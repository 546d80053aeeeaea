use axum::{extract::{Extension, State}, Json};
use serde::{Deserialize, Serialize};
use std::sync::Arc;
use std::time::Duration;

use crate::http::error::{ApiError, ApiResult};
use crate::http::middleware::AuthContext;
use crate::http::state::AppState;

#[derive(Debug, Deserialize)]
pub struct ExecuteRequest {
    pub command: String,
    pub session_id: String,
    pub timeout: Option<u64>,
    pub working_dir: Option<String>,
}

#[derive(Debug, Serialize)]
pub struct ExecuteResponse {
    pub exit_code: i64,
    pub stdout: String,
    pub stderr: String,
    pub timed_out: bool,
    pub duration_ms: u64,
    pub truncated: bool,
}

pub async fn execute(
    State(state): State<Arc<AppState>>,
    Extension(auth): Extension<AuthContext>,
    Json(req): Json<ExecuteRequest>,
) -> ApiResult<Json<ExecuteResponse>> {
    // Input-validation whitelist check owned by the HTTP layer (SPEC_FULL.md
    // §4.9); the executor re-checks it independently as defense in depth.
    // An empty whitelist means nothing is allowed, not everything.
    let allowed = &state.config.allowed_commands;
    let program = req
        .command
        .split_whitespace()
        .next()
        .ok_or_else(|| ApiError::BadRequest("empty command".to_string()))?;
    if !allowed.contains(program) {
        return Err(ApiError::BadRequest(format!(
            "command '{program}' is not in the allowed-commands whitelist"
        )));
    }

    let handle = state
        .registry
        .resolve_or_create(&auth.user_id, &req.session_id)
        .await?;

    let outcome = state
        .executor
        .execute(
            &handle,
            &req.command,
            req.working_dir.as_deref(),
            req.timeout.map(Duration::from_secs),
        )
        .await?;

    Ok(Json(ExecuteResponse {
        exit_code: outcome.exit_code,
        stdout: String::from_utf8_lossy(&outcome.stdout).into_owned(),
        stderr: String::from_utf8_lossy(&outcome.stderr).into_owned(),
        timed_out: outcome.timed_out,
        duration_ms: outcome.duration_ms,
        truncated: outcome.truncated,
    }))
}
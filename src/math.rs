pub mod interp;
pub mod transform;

=-=-=-=-=

# [Instructions for the task]
Among the lines of the listing above, count those that hold the string "bool", giving the count alone.

# [Completed task]
2